◆ **WHAT IS REQUIRED**: Please give back word for word the lines below, from the first one through the one with "its data table.".

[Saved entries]
>>>

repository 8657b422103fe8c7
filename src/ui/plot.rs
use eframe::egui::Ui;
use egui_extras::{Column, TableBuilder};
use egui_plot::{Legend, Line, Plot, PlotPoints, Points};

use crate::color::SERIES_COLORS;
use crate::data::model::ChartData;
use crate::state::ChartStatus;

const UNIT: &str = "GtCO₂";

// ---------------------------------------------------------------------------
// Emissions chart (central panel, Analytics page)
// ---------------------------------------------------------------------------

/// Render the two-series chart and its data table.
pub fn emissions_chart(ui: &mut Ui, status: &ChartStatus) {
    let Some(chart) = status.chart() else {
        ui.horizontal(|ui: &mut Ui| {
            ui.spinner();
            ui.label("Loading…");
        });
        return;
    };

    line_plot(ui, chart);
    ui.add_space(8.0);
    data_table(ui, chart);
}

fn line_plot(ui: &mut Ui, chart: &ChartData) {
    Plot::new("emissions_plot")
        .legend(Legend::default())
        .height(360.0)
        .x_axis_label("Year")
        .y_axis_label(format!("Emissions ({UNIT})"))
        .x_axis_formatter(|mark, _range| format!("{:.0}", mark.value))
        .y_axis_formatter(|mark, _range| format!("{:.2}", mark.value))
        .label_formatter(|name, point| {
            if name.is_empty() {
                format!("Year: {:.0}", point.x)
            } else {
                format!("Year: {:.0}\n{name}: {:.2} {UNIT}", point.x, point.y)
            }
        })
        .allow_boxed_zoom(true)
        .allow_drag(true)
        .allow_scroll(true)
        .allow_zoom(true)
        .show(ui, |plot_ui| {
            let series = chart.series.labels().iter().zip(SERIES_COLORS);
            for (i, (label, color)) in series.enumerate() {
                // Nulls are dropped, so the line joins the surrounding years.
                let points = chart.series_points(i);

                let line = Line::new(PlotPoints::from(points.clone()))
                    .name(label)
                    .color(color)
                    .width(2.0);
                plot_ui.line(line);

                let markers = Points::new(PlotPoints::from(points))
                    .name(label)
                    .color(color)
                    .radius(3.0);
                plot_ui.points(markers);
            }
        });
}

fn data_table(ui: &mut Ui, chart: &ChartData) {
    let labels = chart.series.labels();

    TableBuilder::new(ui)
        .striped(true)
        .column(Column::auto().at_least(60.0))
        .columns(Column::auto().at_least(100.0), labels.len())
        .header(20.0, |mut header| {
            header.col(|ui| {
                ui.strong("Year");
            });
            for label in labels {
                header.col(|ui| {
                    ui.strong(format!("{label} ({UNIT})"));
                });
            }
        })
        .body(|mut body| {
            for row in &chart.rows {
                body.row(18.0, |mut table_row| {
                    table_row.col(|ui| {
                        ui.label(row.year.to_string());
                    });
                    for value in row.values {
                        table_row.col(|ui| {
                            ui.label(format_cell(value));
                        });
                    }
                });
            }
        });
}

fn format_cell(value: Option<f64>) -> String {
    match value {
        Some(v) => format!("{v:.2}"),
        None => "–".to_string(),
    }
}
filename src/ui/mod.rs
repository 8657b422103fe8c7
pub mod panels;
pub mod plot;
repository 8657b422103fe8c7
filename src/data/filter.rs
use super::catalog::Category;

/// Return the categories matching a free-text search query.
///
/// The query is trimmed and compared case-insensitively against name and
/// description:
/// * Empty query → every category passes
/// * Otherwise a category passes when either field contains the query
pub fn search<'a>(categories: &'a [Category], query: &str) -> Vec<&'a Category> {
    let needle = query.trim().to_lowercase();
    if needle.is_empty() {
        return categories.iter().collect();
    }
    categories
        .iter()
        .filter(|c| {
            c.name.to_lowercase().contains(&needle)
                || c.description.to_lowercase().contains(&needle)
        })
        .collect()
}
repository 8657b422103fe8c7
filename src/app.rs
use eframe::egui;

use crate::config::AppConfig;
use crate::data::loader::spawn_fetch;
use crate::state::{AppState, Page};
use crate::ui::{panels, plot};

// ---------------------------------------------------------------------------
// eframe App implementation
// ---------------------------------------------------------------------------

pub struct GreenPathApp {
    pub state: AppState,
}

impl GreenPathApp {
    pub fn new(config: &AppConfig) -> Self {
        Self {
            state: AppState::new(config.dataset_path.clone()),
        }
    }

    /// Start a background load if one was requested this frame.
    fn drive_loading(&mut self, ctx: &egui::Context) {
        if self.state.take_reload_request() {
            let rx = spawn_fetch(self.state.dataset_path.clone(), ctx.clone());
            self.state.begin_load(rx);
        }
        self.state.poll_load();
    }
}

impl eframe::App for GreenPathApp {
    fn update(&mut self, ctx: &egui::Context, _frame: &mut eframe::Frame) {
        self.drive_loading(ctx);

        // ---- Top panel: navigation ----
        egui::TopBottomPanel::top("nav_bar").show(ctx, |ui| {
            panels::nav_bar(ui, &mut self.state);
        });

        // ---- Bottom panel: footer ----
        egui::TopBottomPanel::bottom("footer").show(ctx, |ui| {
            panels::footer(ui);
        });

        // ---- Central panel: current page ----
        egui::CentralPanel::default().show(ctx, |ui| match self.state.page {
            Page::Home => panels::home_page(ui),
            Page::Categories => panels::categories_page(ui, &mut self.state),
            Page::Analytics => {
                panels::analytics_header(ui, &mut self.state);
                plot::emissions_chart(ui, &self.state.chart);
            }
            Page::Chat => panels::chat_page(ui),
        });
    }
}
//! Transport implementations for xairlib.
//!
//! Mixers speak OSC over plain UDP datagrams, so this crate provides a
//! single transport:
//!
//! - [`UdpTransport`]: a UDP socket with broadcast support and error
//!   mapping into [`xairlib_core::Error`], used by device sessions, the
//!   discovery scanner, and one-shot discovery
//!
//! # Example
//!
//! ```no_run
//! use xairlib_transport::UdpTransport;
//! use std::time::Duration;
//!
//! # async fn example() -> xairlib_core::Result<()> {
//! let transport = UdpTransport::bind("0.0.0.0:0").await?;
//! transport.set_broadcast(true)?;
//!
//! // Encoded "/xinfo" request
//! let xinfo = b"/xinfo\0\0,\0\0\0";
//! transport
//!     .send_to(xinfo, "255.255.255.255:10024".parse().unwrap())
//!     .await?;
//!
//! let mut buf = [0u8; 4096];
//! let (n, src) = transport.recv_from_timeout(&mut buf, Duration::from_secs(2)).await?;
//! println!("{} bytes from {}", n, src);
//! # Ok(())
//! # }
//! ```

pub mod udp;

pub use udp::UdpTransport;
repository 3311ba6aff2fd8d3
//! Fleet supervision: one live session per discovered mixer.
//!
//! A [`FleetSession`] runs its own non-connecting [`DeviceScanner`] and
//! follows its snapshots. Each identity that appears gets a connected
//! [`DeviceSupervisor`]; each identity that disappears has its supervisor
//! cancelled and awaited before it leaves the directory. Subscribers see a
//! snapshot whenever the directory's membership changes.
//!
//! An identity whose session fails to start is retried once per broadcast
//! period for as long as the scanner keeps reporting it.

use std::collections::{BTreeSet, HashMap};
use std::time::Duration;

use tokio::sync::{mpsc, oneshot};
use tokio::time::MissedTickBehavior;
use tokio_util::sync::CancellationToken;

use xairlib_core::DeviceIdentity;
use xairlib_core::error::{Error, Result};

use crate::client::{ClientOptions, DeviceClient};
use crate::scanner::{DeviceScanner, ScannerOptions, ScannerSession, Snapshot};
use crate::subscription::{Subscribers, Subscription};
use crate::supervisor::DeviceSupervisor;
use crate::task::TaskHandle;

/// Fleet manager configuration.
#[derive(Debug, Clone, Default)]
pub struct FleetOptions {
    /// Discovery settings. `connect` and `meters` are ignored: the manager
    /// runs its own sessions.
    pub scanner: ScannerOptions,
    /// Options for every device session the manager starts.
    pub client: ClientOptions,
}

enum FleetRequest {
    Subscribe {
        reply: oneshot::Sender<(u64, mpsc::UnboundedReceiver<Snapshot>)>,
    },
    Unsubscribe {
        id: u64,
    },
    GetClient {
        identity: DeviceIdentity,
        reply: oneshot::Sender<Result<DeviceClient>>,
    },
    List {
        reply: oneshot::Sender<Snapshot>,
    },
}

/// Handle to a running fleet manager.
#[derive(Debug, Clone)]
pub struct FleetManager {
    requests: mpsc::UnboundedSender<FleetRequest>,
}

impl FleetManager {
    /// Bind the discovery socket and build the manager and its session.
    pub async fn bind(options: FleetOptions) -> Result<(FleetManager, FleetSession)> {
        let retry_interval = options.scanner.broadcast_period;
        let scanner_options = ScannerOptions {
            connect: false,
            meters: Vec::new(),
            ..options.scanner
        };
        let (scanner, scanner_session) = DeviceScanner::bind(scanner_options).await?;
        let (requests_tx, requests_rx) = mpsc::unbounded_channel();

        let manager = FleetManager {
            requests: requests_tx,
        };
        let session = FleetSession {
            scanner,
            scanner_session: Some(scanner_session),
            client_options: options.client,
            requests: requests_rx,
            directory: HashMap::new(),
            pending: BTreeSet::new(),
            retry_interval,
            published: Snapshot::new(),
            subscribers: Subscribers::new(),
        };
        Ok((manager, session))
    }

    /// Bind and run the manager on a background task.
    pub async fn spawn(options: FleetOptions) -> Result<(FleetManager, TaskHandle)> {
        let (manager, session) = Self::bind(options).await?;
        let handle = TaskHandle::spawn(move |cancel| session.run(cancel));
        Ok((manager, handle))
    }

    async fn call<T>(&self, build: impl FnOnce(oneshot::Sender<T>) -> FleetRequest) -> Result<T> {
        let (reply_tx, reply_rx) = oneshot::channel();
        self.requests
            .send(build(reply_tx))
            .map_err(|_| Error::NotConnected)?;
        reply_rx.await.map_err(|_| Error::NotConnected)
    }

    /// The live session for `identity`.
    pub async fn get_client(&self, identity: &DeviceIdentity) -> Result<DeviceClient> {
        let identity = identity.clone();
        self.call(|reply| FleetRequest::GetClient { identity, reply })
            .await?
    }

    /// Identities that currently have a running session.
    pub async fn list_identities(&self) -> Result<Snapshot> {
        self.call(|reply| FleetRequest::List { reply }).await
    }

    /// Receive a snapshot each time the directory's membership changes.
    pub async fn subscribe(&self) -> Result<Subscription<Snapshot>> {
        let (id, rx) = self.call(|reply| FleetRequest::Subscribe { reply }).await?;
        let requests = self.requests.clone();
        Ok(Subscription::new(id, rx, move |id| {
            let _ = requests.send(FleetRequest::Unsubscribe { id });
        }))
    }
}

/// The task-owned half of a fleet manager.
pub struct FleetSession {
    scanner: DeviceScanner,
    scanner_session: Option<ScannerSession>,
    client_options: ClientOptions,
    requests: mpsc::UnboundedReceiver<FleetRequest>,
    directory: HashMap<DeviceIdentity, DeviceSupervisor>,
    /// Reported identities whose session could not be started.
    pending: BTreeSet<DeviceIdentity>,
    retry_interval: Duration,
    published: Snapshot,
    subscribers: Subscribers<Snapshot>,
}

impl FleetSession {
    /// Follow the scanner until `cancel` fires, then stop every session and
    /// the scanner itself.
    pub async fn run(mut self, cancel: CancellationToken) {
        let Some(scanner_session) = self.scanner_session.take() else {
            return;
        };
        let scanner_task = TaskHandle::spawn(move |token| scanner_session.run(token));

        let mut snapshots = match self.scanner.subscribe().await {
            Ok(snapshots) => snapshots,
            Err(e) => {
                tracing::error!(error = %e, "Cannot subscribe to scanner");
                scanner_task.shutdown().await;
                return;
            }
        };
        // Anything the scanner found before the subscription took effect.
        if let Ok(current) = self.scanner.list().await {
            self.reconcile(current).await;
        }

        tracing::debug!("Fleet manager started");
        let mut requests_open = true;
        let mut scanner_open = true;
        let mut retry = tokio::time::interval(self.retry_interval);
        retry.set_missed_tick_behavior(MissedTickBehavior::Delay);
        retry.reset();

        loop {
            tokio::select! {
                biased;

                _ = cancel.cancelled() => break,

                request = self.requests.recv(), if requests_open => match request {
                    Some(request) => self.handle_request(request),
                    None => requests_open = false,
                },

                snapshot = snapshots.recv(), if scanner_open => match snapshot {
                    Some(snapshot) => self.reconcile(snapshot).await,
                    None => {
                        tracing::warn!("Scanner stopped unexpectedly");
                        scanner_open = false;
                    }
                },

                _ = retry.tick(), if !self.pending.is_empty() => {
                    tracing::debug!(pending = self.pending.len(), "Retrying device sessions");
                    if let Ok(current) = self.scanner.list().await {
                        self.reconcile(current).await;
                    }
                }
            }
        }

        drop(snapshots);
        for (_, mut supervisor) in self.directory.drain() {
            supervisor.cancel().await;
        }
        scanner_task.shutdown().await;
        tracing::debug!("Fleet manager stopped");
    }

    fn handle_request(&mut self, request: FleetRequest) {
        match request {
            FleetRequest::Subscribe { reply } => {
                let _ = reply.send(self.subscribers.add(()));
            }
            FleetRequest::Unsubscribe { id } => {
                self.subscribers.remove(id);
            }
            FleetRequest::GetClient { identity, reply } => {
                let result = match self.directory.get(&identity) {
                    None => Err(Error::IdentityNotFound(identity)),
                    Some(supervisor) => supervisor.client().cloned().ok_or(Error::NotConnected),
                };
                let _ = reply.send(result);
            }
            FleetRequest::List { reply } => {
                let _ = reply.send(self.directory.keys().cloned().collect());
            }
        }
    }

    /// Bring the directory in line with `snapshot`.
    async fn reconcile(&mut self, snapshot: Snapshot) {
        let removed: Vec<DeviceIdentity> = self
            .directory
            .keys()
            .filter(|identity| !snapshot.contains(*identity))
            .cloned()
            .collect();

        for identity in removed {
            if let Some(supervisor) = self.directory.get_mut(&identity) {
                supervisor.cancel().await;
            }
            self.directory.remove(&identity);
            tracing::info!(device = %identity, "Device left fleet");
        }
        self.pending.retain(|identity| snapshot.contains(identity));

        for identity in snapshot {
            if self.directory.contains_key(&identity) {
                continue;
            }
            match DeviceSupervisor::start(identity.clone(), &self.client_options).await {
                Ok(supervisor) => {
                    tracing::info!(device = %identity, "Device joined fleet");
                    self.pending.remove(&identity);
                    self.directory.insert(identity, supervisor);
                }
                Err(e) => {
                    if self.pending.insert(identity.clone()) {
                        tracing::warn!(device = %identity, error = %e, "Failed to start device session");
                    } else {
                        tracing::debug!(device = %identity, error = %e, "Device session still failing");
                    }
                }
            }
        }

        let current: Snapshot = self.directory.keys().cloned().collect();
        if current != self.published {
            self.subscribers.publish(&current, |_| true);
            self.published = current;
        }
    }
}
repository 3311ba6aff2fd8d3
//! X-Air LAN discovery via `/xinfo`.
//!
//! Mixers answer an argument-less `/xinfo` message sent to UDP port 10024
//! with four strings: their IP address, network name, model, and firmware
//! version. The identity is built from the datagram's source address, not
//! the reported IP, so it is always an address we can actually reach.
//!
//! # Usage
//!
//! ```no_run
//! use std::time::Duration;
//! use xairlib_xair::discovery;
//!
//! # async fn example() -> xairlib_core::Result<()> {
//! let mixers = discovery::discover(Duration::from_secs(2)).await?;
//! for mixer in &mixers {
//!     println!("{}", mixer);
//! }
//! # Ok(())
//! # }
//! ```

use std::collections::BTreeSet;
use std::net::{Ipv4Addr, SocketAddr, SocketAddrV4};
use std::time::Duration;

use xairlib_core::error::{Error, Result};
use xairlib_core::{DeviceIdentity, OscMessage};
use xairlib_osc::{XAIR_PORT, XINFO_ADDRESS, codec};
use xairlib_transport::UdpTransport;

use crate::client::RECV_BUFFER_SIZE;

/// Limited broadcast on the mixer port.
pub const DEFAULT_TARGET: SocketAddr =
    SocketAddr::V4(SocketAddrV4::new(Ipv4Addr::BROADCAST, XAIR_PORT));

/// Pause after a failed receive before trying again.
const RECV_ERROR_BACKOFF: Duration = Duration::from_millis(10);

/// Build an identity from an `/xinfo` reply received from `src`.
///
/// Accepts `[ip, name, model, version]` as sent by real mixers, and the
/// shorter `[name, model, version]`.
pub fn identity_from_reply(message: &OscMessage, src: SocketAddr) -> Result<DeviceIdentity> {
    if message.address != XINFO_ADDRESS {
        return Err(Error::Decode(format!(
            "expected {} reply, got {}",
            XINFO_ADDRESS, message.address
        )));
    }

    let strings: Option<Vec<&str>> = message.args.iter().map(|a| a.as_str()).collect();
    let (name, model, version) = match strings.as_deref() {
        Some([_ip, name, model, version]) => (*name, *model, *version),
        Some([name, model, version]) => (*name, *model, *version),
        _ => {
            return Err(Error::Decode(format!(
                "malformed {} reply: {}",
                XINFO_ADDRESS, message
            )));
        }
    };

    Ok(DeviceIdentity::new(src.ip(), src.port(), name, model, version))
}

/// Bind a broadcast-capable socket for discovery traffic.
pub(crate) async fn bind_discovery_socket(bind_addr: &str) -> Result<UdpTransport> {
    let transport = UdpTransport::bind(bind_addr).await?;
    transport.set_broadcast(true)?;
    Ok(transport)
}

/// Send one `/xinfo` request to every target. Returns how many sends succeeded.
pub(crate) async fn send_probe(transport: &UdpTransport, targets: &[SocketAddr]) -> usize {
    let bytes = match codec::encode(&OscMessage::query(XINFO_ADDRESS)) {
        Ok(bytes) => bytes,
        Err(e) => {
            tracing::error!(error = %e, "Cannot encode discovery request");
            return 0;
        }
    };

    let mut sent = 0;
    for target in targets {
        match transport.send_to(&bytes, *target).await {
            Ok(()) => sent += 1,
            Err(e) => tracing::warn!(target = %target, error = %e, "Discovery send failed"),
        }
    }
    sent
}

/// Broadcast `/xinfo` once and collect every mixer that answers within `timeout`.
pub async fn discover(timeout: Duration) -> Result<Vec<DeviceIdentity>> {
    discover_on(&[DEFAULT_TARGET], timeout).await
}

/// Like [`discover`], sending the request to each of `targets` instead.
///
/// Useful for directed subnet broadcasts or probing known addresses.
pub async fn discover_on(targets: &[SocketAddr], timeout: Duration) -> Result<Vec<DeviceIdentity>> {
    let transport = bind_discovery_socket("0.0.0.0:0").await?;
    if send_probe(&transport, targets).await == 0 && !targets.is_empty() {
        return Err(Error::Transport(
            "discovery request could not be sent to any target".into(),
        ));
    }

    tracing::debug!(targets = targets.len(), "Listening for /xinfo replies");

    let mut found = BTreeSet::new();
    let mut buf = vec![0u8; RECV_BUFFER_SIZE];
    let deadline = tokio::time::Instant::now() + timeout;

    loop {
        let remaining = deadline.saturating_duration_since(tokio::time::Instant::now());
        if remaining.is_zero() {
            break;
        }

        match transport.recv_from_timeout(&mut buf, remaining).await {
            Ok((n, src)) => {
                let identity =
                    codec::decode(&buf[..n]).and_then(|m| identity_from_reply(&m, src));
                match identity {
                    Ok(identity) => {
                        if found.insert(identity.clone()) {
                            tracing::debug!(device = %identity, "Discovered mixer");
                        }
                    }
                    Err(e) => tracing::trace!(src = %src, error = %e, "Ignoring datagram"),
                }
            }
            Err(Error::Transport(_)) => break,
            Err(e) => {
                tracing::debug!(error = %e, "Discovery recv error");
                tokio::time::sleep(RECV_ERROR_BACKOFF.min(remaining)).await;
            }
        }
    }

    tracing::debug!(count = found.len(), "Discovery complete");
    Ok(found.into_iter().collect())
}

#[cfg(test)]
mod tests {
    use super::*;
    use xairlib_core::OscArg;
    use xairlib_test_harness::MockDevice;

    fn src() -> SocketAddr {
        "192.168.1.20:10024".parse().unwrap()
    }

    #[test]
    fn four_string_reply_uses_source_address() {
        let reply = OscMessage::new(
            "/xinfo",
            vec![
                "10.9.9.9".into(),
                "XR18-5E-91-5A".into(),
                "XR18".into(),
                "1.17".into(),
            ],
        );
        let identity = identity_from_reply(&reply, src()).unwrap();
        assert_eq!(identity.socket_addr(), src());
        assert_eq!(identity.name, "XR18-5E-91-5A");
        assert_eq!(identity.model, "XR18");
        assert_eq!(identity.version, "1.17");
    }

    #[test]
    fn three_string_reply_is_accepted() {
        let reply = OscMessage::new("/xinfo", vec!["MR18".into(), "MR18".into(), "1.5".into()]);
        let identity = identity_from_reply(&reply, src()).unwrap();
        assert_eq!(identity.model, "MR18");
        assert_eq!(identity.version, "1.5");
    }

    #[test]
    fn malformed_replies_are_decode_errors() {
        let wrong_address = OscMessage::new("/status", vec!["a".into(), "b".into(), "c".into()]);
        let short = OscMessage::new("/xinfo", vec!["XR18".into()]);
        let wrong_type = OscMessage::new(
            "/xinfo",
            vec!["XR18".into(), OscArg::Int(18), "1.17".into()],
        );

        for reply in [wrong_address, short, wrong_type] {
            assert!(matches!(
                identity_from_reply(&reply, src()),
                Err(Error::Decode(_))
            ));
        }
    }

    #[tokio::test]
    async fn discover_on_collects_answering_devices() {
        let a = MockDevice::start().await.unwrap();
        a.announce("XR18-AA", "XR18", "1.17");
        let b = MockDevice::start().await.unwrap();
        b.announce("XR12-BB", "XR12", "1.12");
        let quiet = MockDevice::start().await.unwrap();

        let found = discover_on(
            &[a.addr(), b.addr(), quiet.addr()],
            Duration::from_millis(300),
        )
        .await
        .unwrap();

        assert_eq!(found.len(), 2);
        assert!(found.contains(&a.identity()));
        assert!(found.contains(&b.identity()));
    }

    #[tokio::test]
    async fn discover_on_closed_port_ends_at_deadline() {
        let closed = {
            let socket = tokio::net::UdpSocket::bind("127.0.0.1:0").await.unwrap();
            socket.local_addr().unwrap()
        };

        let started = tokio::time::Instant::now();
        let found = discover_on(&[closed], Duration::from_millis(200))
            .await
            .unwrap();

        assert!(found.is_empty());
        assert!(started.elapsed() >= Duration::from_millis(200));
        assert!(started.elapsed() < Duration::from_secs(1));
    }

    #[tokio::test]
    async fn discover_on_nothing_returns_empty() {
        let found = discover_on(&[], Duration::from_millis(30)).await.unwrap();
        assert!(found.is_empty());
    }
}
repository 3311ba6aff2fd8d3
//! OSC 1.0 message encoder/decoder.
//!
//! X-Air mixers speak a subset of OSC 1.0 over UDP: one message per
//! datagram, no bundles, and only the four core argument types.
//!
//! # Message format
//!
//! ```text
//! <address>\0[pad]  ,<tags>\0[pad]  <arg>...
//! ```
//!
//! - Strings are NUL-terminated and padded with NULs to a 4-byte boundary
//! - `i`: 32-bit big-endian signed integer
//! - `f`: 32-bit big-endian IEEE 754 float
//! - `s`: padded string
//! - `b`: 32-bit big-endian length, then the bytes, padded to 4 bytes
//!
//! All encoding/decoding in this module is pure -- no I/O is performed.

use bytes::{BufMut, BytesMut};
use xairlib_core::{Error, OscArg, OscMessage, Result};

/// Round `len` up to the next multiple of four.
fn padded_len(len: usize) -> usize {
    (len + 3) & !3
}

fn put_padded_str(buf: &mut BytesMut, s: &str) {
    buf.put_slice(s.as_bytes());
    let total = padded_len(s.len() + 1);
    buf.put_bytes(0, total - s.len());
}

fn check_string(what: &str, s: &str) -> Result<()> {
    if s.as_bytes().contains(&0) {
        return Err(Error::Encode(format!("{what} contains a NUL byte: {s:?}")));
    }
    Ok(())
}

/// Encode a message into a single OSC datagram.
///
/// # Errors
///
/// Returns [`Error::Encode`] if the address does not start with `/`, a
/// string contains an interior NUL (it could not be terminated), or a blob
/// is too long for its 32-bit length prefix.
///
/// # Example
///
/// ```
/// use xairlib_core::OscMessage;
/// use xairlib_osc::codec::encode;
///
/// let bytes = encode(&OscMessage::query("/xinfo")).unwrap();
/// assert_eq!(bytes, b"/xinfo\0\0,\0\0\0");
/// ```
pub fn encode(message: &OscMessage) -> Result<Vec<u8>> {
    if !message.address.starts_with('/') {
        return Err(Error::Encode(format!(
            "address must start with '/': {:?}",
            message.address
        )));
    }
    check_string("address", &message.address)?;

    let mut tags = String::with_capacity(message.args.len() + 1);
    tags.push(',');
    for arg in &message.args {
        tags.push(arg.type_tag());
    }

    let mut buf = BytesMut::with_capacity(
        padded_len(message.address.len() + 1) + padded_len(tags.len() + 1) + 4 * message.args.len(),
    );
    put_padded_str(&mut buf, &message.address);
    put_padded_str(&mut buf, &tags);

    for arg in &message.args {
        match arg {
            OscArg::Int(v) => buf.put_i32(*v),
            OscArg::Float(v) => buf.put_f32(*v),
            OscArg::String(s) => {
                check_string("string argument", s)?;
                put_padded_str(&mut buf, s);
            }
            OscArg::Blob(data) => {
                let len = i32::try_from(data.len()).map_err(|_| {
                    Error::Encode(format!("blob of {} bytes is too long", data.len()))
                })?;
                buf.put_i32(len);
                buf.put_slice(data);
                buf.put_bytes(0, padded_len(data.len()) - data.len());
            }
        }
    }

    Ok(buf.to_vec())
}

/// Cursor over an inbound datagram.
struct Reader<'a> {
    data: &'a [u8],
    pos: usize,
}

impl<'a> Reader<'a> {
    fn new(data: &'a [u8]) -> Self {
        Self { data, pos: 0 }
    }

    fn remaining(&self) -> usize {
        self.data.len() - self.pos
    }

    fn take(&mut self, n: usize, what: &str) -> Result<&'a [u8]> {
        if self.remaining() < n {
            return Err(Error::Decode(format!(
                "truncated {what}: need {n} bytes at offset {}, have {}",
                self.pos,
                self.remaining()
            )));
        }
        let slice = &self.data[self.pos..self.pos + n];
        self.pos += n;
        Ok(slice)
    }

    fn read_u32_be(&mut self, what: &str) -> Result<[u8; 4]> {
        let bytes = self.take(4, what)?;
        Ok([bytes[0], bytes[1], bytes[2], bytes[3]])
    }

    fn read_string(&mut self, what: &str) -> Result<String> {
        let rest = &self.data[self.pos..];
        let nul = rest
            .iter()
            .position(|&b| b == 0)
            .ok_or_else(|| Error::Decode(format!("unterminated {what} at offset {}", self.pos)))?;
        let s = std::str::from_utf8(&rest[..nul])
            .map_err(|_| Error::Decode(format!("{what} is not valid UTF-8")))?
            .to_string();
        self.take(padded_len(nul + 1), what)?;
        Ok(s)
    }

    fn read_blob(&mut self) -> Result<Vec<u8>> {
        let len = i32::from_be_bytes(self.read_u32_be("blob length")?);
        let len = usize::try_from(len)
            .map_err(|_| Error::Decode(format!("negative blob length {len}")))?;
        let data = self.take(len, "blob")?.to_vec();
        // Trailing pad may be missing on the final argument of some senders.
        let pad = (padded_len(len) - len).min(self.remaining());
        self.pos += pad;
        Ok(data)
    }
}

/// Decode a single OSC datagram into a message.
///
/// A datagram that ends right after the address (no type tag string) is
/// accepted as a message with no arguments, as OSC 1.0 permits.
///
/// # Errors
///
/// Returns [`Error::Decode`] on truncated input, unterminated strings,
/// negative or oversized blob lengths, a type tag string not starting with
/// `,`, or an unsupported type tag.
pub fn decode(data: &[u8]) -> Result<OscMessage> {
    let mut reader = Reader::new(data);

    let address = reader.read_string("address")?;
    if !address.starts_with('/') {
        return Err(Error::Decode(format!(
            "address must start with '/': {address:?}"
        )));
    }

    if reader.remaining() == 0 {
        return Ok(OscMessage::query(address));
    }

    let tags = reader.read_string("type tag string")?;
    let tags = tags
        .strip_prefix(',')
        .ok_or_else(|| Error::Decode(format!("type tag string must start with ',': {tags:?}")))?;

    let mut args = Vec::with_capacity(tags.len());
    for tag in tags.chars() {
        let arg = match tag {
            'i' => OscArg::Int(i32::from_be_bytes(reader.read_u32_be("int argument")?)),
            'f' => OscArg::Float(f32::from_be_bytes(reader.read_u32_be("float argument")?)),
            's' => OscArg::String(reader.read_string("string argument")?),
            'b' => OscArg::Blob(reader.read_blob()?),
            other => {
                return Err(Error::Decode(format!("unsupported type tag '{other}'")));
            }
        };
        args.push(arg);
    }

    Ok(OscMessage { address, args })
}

<<<

◆ **YOUR SOLUTION**:
repository 8657b422103fe8c7
filename src/ui/plot.rs
use eframe::egui::Ui;
use egui_extras::{Column, TableBuilder};
use egui_plot::{Legend, Line, Plot, PlotPoints, Points};

use crate::color::SERIES_COLORS;
use crate::data::model::ChartData;
use crate::state::ChartStatus;

const UNIT: &str = "GtCO₂";

// ---------------------------------------------------------------------------
// Emissions chart (central panel, Analytics page)
// ---------------------------------------------------------------------------

/// Render the two-series chart and its data table.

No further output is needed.